As of version 0.3, the package RecordLinkage includes extensions to overcome
the problem of high memory consumption that arises when processing a large
number of records (i.e. building record pairs out of $\geq{}1000$ records
without blocking). In versions 0.3\_x, this was achieved by blockwise on-demand
creation of comparison patterns in an embedded SQLite database (through
package \textit{RSQLite}). Package version 0.4 replaces this mechanism by using file-based
data structures from package \textit{ff}. This approach restricts the amount of
data pairs to the available disk space but speeds up execution and facilitates
the implementation of methods that need to process the whole set of record pairs
(e.g. calculation of optimal classification thresholds).

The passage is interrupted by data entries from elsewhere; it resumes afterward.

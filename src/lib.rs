//! HTTP edge gateway library.
//!
//! Session authentication, role gating, per-client rate limiting and
//! request forwarding in front of a fixed set of backend services.

pub mod auth;
pub mod config;
pub mod error;
pub mod health;
pub mod http;
pub mod lifecycle;
pub mod observability;
pub mod proxy;
pub mod routing;
pub mod security;

pub use config::schema::GatewayConfig;
pub use error::GatewayError;
pub use http::GatewayServer;
pub use lifecycle::Shutdown;
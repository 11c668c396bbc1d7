//! Shutdown coordination for the gateway.

use tokio::sync::broadcast;

/// Coordinator for graceful shutdown.
///
/// Provides a broadcast channel that all long-running tasks can subscribe to:
/// the HTTP server drains on it, and the rate limiter sweeper and session
/// store purger exit on it.
#[derive(Debug, Clone)]
pub struct Shutdown {
    /// Broadcast channel sender.
    tx: broadcast::Sender<()>,
}

impl Shutdown {
    /// Create a new shutdown coordinator.
    pub fn new() -> Self {
        let (tx, _) = broadcast::channel(1);
        Self { tx }
    }

    /// Subscribe to the shutdown signal.
    pub fn subscribe(&self) -> broadcast::Receiver<()> {
        self.tx.subscribe()
    }

    /// Trigger the shutdown signal.
    pub fn trigger(&self) {
        let _ = self.tx.send(());
    }

    /// Get the number of active subscribers (tasks still running).
    pub fn receiver_count(&self) -> usize {
        self.tx.receiver_count()
    }

    /// Future resolving once `trigger` is called.
    pub fn wait(&self) -> impl std::future::Future<Output = ()> + Send + 'static {
        let mut rx = self.subscribe();
        async move {
            let _ = rx.recv().await;
        }
    }
}

impl Default for Shutdown {
    fn default() -> Self {
        Self::new()
    }
}

#[cfg(test)]
mod tests {
    use super::*;
    use std::time::Duration;

    #[tokio::test]
    async fn trigger_wakes_every_waiter() {
        let shutdown = Shutdown::new();
        let a = tokio::spawn(shutdown.wait());
        let b = tokio::spawn(shutdown.wait());
        assert_eq!(shutdown.receiver_count(), 2);

        shutdown.trigger();
        tokio::time::timeout(Duration::from_secs(1), async {
            a.await.unwrap();
            b.await.unwrap();
        })
        .await
        .unwrap();
    }
}
//! Gateway error taxonomy.
//!
//! # Responsibilities
//! - One error type for every failure a request can hit on its way through
//!   the gateway (route match, auth gate, rate gate, upstream relay)
//! - Map each failure to a fixed HTTP status and a stable error code
//! - Render the client-facing error envelope
//!
//! # Design Decisions
//! - `Display` is the operator-facing text (logged); `public_message` is what
//!   the client sees, so internal detail never leaks into responses
//! - Status codes are drawn from a fixed table; nothing else is emitted

use std::time::Duration;

use axum::{
    http::{header, HeaderValue, Method, StatusCode},
    response::{IntoResponse, Response},
};
use serde_json::{json, Value};
use thiserror::Error;

use crate::auth::store::StoreError;
use crate::http::response::ErrorEnvelope;

/// Every way a request can fail inside the gateway.
#[derive(Debug, Error)]
pub enum GatewayError {
    #[error("bad request: {0}")]
    BadRequest(String),

    /// No cookie, bearer token, or session header was presented.
    #[error("no session credential presented")]
    NoCredential,

    /// A credential was presented but the session is unknown or expired.
    #[error("session not found or expired")]
    InvalidSession,

    #[error("credentials rejected")]
    InvalidCredentials,

    /// Valid session, but its role does not satisfy the route.
    #[error("role {role} is not allowed on this route")]
    InsufficientRole { role: String },

    #[error("no route matches {path}")]
    RouteNotFound { path: String },

    #[error("method {method} not allowed on {path}")]
    MethodNotAllowed { method: Method, path: String },

    #[error("request exceeded deadline of {0:?}")]
    RequestTimeout(Duration),

    #[error("rate limit of {limit} requests exceeded, retry in {retry_after:?}")]
    RateLimited { limit: usize, retry_after: Duration },

    /// Catch-all for faults that escaped deeper layers (including panics).
    #[error("internal fault: {0}")]
    InternalFault(String),

    #[error("upstream {service} unreachable: {reason}")]
    UpstreamUnreachable { service: String, reason: String },

    #[error("upstream {service} answered with status {status}")]
    UpstreamBadStatus { service: String, status: StatusCode },

    /// The route names a service that is not configured.
    #[error("upstream {service} is not configured")]
    UpstreamUnavailable { service: String },

    #[error("upstream {service} did not answer within {timeout:?}")]
    UpstreamTimeout { service: String, timeout: Duration },

    #[error("session store failure: {0}")]
    SessionStore(#[from] StoreError),
}

impl GatewayError {
    /// HTTP status for this error.
    pub fn status(&self) -> StatusCode {
        match self {
            GatewayError::BadRequest(_) => StatusCode::BAD_REQUEST,
            GatewayError::NoCredential
            | GatewayError::InvalidSession
            | GatewayError::InvalidCredentials => StatusCode::UNAUTHORIZED,
            GatewayError::InsufficientRole { .. } => StatusCode::FORBIDDEN,
            GatewayError::RouteNotFound { .. } => StatusCode::NOT_FOUND,
            GatewayError::MethodNotAllowed { .. } => StatusCode::METHOD_NOT_ALLOWED,
            GatewayError::RequestTimeout(_) => StatusCode::REQUEST_TIMEOUT,
            GatewayError::RateLimited { .. } => StatusCode::TOO_MANY_REQUESTS,
            GatewayError::InternalFault(_) => StatusCode::INTERNAL_SERVER_ERROR,
            GatewayError::UpstreamUnreachable { .. } | GatewayError::UpstreamBadStatus { .. } => {
                StatusCode::BAD_GATEWAY
            }
            GatewayError::UpstreamUnavailable { .. } | GatewayError::SessionStore(_) => {
                StatusCode::SERVICE_UNAVAILABLE
            }
            GatewayError::UpstreamTimeout { .. } => StatusCode::GATEWAY_TIMEOUT,
        }
    }

    /// Stable machine-readable code placed in the envelope's `error` field.
    pub fn code(&self) -> &'static str {
        match self {
            GatewayError::BadRequest(_) => "BAD_REQUEST",
            GatewayError::NoCredential | GatewayError::InvalidSession => "UNAUTHORIZED",
            GatewayError::InvalidCredentials => "INVALID_CREDENTIALS",
            GatewayError::InsufficientRole { .. } => "FORBIDDEN",
            GatewayError::RouteNotFound { .. } => "NOT_FOUND",
            GatewayError::MethodNotAllowed { .. } => "METHOD_NOT_ALLOWED",
            GatewayError::RequestTimeout(_) => "REQUEST_TIMEOUT",
            GatewayError::RateLimited { .. } => "TOO_MANY_REQUESTS",
            GatewayError::InternalFault(_) => "INTERNAL_SERVER_ERROR",
            GatewayError::UpstreamUnreachable { .. } | GatewayError::UpstreamBadStatus { .. } => {
                "BAD_GATEWAY"
            }
            GatewayError::UpstreamUnavailable { .. } | GatewayError::SessionStore(_) => {
                "SERVICE_UNAVAILABLE"
            }
            GatewayError::UpstreamTimeout { .. } => "GATEWAY_TIMEOUT",
        }
    }

    /// Short label used for metrics and log fields.
    pub fn kind(&self) -> &'static str {
        match self {
            GatewayError::BadRequest(_) => "bad_request",
            GatewayError::NoCredential => "no_credential",
            GatewayError::InvalidSession => "invalid_session",
            GatewayError::InvalidCredentials => "invalid_credentials",
            GatewayError::InsufficientRole { .. } => "insufficient_role",
            GatewayError::RouteNotFound { .. } => "route_not_found",
            GatewayError::MethodNotAllowed { .. } => "method_not_allowed",
            GatewayError::RequestTimeout(_) => "request_timeout",
            GatewayError::RateLimited { .. } => "rate_limited",
            GatewayError::InternalFault(_) => "internal_fault",
            GatewayError::UpstreamUnreachable { .. } => "upstream_unreachable",
            GatewayError::UpstreamBadStatus { .. } => "upstream_bad_status",
            GatewayError::UpstreamUnavailable { .. } => "upstream_unavailable",
            GatewayError::UpstreamTimeout { .. } => "upstream_timeout",
            GatewayError::SessionStore(_) => "session_store",
        }
    }

    /// Message shown to the client.
    pub fn public_message(&self) -> String {
        match self {
            GatewayError::BadRequest(msg) => msg.clone(),
            GatewayError::NoCredential => "Authentication required".to_string(),
            GatewayError::InvalidSession => "Invalid session".to_string(),
            GatewayError::InvalidCredentials => "Invalid credentials".to_string(),
            GatewayError::InsufficientRole { .. } => "Admin access required".to_string(),
            GatewayError::RouteNotFound { .. } => "Endpoint not found".to_string(),
            GatewayError::MethodNotAllowed { .. } => "Method not allowed".to_string(),
            GatewayError::RequestTimeout(_) => "Request timeout".to_string(),
            GatewayError::RateLimited { .. } => "Rate limit exceeded".to_string(),
            GatewayError::InternalFault(_) => "Internal server error".to_string(),
            GatewayError::UpstreamUnreachable { service, .. } => {
                format!("Service {} is currently unavailable", service)
            }
            GatewayError::UpstreamBadStatus { service, .. } => {
                format!("Service {} returned an unexpected response", service)
            }
            GatewayError::UpstreamUnavailable { service } => {
                format!("Service {} is not available", service)
            }
            GatewayError::UpstreamTimeout { service, .. } => {
                format!("Service {} did not respond in time", service)
            }
            GatewayError::SessionStore(_) => "Session store unavailable".to_string(),
        }
    }

    fn data(&self) -> Option<Value> {
        match self {
            GatewayError::RouteNotFound { path } => Some(json!({ "path": path })),
            GatewayError::RateLimited { limit, retry_after } => Some(json!({
                "limit": limit,
                "retry_after_secs": retry_after_secs(*retry_after),
            })),
            GatewayError::UpstreamUnreachable { service, .. }
            | GatewayError::UpstreamUnavailable { service }
            | GatewayError::UpstreamTimeout { service, .. } => Some(json!({ "service": service })),
            GatewayError::UpstreamBadStatus { service, status } => Some(json!({
                "service": service,
                "upstream_status": status.as_u16(),
            })),
            _ => None,
        }
    }
}

/// Whole seconds, rounded up so clients never retry too early.
fn retry_after_secs(d: Duration) -> u64 {
    let secs = d.as_secs();
    if d.subsec_nanos() > 0 {
        secs + 1
    } else {
        secs.max(1)
    }
}

impl IntoResponse for GatewayError {
    fn into_response(self) -> Response {
        let status = self.status();
        let envelope = ErrorEnvelope::new(self.public_message(), self.code(), self.data());
        let mut response = (status, envelope).into_response();

        if let GatewayError::RateLimited { limit, retry_after } = &self {
            let headers = response.headers_mut();
            headers.insert(header::RETRY_AFTER, HeaderValue::from(retry_after_secs(*retry_after)));
            headers.insert("x-ratelimit-limit", HeaderValue::from(*limit));
            headers.insert("x-ratelimit-remaining", HeaderValue::from_static("0"));
        }

        response
    }
}

/// Convenience alias used across the gateway.
pub type GatewayResult<T> = Result<T, GatewayError>;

The interface to the big data methods has is compatible to code written
for version 0.3\_x, so users familiar with these can stick to their existing
workflow (unless access to internal structures like object slots is involved).
Therefore, the following text sticks to the vignette already included in versions
before 0.4 and only technical details are changed to reflect the different
implementation.

In order to facilitate a tidier design, S4 classes and methods were used to
implement the extensions. In favor of backward compatibility and development
time, plans of a complete transition to S4 were dismissed. Nevertheless, the
existing functions were joined with their new counterparts, resulting in
methods which dispatch on the new S4 as well as on the existing S3 classes.
This approach combines two advantages: First, existing code using the package
still works, second, the new classes and methods offer (nearly) the same
interface, i.e. the necessary function calls for a linkage task differ only
slightly. An exception is \texttt{getPairs}, whose arguments differ from the
existing version (see man page).


\section{Defining data and comparison parameters}

The existing S3 class \texttt{"RecLinkData"} is supplemented by the S4 classes
\texttt{"RLBigDataLinkage"} and \texttt{"RLBigDataDedup"} for linking two datasets
and deduplication of one dataset respectively. Both share the common abstract
superclass \texttt{"RLBigData"}.

<<message=FALSE, warnings=FALSE>>=
library(RecordLinkage)
showClass("RLBigData")
showClass("RLBigDataDedup")
showClass("RLBigDataLinkage")
@

For the two non-virtual classes, the constructor-like function \texttt{RLBigDataDedup}
and \texttt{RLBigDataLinkage} exist, which correspond
to \texttt{compare.dedup} and \texttt{compare.linkage} for the S3 classes and
share most of their arguments.

The following example shows the basic usage of the constructors, for details
consult their documentation.

<<message=FALSE, warnings=FALSE>>=
# deduplicate with two blocking iterations and string comparison
data(RLdata500)
data(RLdata10000)
rpairs1 <- RLBigDataDedup(RLdata500, 
           identity = identity.RLdata500, 
           blockfld = list(1,3), strcmp = 1:4)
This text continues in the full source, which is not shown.